Saved entries
»»

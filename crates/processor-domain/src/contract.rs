use std::collections::HashMap;
use std::fmt;
use std::path::Path;

use jsonschema::Validator;
use tracing::debug;

use crate::error::{DomainError, DomainResult};

/// Contract name for the universal envelope schema
pub const ENVELOPE_CONTRACT: &str = "event-envelope";
/// Contract name for the job payload schema
pub const JOB_CONTRACT: &str = "job";

/// Maximum number of structural violations rendered into one diagnostic,
/// keeping quarantine records bounded in size
const MAX_VIOLATIONS: usize = 3;

/// A message failed structural validation against a published contract
#[derive(Debug, Clone)]
pub struct ContractViolation {
    pub diagnostic: String,
}

impl fmt::Display for ContractViolation {
    fn fmt(&self, f: &mut fmt::Formatter<'_>) -> fmt::Result {
        f.write_str(&self.diagnostic)
    }
}

impl std::error::Error for ContractViolation {}

/// Validates event envelopes and job payloads against versioned contracts
///
/// Schemas are immutable for the process lifetime: each contract document is
/// loaded and compiled exactly once at construction and the compiled
/// validators are cached by contract name. A missing contract file is a
/// startup configuration error, never a per-message failure. Validation has
/// no side effects and never mutates its input.
pub struct ContractValidator {
    validators: HashMap<&'static str, Validator>,
}

impl ContractValidator {
    /// Load and compile the envelope and job contracts from a schemas
    /// directory containing `event-envelope.json` and `job.json`
    pub fn load(schemas_dir: &Path) -> DomainResult<Self> {
        let envelope = Self::read_schema(schemas_dir, ENVELOPE_CONTRACT)?;
        let job = Self::read_schema(schemas_dir, JOB_CONTRACT)?;
        Self::from_schemas(&envelope, &job)
    }

    /// Compile the contracts from in-memory schema documents
    pub fn from_schemas(envelope_schema: &str, job_schema: &str) -> DomainResult<Self> {
        let mut validators = HashMap::new();
        validators.insert(ENVELOPE_CONTRACT, Self::compile(ENVELOPE_CONTRACT, envelope_schema)?);
        validators.insert(JOB_CONTRACT, Self::compile(JOB_CONTRACT, job_schema)?);
        Ok(Self { validators })
    }

    fn read_schema(schemas_dir: &Path, name: &str) -> DomainResult<String> {
        let path = schemas_dir.join(format!("{name}.json"));
        std::fs::read_to_string(&path).map_err(|e| {
            DomainError::Configuration(format!("contract not found: {}: {e}", path.display()))
        })
    }

    fn compile(name: &str, schema_str: &str) -> DomainResult<Validator> {
        let schema_value: serde_json::Value = serde_json::from_str(schema_str)
            .map_err(|e| DomainError::Configuration(format!("contract {name} is not JSON: {e}")))?;

        let validator = Validator::new(&schema_value).map_err(|e| {
            DomainError::Configuration(format!("contract {name} is not a valid JSON Schema: {e}"))
        })?;

        debug!(contract = name, "compiled contract validator");
        Ok(validator)
    }

    fn check(&self, contract: &'static str, data: &serde_json::Value) -> Result<(), String> {
        // validators map is populated for both contract names at construction
        let validator = &self.validators[contract];

        let violations: Vec<String> = validator
            .iter_errors(data)
            .take(MAX_VIOLATIONS)
            .map(|e| format!("{}: {}", e.instance_path, e))
            .collect();

        if violations.is_empty() {
            Ok(())
        } else {
            Err(violations.join("; "))
        }
    }

    /// Validate an envelope against the universal envelope contract
    pub fn validate_envelope(&self, event: &serde_json::Value) -> Result<(), ContractViolation> {
        self.check(ENVELOPE_CONTRACT, event)
            .map_err(|diag| ContractViolation {
                diagnostic: format!("envelope validation failed: {diag}"),
            })
    }

    /// Validate a job payload against the job contract
    pub fn validate_job(&self, job: &serde_json::Value) -> Result<(), ContractViolation> {
        self.check(JOB_CONTRACT, job).map_err(|diag| ContractViolation {
            diagnostic: format!("payload validation failed: {diag}"),
        })
    }

    /// Validate a complete message: envelope shape first, then the embedded
    /// payload when the event type is in the `job.` namespace
    ///
    /// Short-circuits on the first failing stage.
    pub fn validate_message(&self, event: &serde_json::Value) -> Result<(), ContractViolation> {
        self.validate_envelope(event)?;

        let event_type = event.get("eventType").and_then(|v| v.as_str()).unwrap_or("");
        if event_type.starts_with("job.") {
            let empty = serde_json::Value::Object(serde_json::Map::new());
            let payload = event.get("payload").unwrap_or(&empty);
            self.validate_job(payload)?;
        }

        Ok(())
    }
}

#[cfg(test)]
mod tests {
    use super::*;
    use serde_json::json;

    const ENVELOPE_SCHEMA: &str = r#"{
        "type": "object",
        "properties": {
            "contractVersion": {"type": "string"},
            "eventType": {"type": "string"},
            "eventId": {"type": "string"},
            "occurredAt": {"type": "string"},
            "correlationId": {"type": "string"},
            "idempotencyKey": {"type": "string"},
            "producer": {
                "type": "object",
                "properties": {
                    "service": {"type": "string"},
                    "instance": {"type": "string"},
                    "version": {"type": "string"}
                },
                "required": ["service", "instance", "version"]
            },
            "payload": {"type": "object"}
        },
        "required": [
            "contractVersion", "eventType", "eventId", "occurredAt",
            "correlationId", "idempotencyKey", "producer", "payload"
        ]
    }"#;

    const JOB_SCHEMA: &str = r#"{
        "type": "object",
        "properties": {
            "id": {"type": "string"},
            "type": {"type": "string"},
            "status": {"enum": ["PENDING", "PROCESSING", "COMPLETED", "FAILED"]},
            "payload": {"type": "object"},
            "createdAt": {"type": "string"}
        },
        "required": ["id", "type", "status", "createdAt"]
    }"#;

    fn validator() -> ContractValidator {
        ContractValidator::from_schemas(ENVELOPE_SCHEMA, JOB_SCHEMA).unwrap()
    }

    fn valid_event() -> serde_json::Value {
        json!({
            "contractVersion": "1.0.0",
            "eventType": "job.created",
            "eventId": "evt-1",
            "occurredAt": "2026-08-26T12:00:00Z",
            "correlationId": "corr-1",
            "idempotencyKey": "idem-1",
            "producer": {"service": "api", "instance": "api-1", "version": "1.0.0"},
            "payload": {
                "id": "job-1",
                "type": "encode",
                "status": "PENDING",
                "createdAt": "2026-08-26T12:00:00Z"
            }
        })
    }

    #[test]
    fn test_valid_message_passes_both_stages() {
        assert!(validator().validate_message(&valid_event()).is_ok());
    }

    #[test]
    fn test_missing_envelope_fields_are_named_in_diagnostic() {
        let event = json!({"eventType": "job.created"});
        let err = validator().validate_message(&event).unwrap_err();
        assert!(err.diagnostic.starts_with("envelope validation failed:"));
        assert!(err.diagnostic.contains("contractVersion"));
    }

    #[test]
    fn test_diagnostic_is_capped_at_three_violations() {
        // seven required fields missing, only three rendered
        let err = validator().validate_message(&json!({})).unwrap_err();
        assert_eq!(err.diagnostic.matches("; ").count(), 2);
    }

    #[test]
    fn test_invalid_job_payload_short_circuits_after_envelope() {
        let mut event = valid_event();
        event["payload"] = json!({"id": "job-1"});
        let err = validator().validate_message(&event).unwrap_err();
        assert!(err.diagnostic.starts_with("payload validation failed:"));
    }

    #[test]
    fn test_non_job_event_skips_payload_stage() {
        let mut event = valid_event();
        event["eventType"] = json!("audit.recorded");
        event["payload"] = json!({"anything": true});
        assert!(validator().validate_message(&event).is_ok());
    }

    #[test]
    fn test_job_payload_without_optional_payload_field_is_valid() {
        let mut event = valid_event();
        event["payload"].as_object_mut().unwrap().remove("payload");
        assert!(validator().validate_message(&event).is_ok());
    }

    #[test]
    fn test_missing_contract_file_is_configuration_error() {
        let result = ContractValidator::load(Path::new("/nonexistent/schemas"));
        assert!(matches!(result, Err(DomainError::Configuration(_))));
    }

    #[test]
    fn test_invalid_schema_document_is_configuration_error() {
        let result = ContractValidator::from_schemas("not json", JOB_SCHEMA);
        assert!(matches!(result, Err(DomainError::Configuration(_))));
    }
}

««

Task goal
Could you copy exactly the lines from the first line of the records above through the line containing "from a schemas", both included, and nothing else?

Worked solution
filename crates/processor-domain/src/contract.rs
use std::collections::HashMap;
use std::fmt;
use std::path::Path;

use jsonschema::Validator;
use tracing::debug;

use crate::error::{DomainError, DomainResult};

/// Contract name for the universal envelope schema
pub const ENVELOPE_CONTRACT: &str = "event-envelope";
/// Contract name for the job payload schema
pub const JOB_CONTRACT: &str = "job";

/// Maximum number of structural violations rendered into one diagnostic,
/// keeping quarantine records bounded in size
const MAX_VIOLATIONS: usize = 3;

/// A message failed structural validation against a published contract
#[derive(Debug, Clone)]
pub struct ContractViolation {
    pub diagnostic: String,
}

impl fmt::Display for ContractViolation {
    fn fmt(&self, f: &mut fmt::Formatter<'_>) -> fmt::Result {
        f.write_str(&self.diagnostic)
    }
}

impl std::error::Error for ContractViolation {}

/// Validates event envelopes and job payloads against versioned contracts
///
/// Schemas are immutable for the process lifetime: each contract document is
/// loaded and compiled exactly once at construction and the compiled
/// validators are cached by contract name. A missing contract file is a
/// startup configuration error, never a per-message failure. Validation has
/// no side effects and never mutates its input.
pub struct ContractValidator {
    validators: HashMap<&'static str, Validator>,
}

impl ContractValidator {
    /// Load and compile the envelope and job contracts from a schemas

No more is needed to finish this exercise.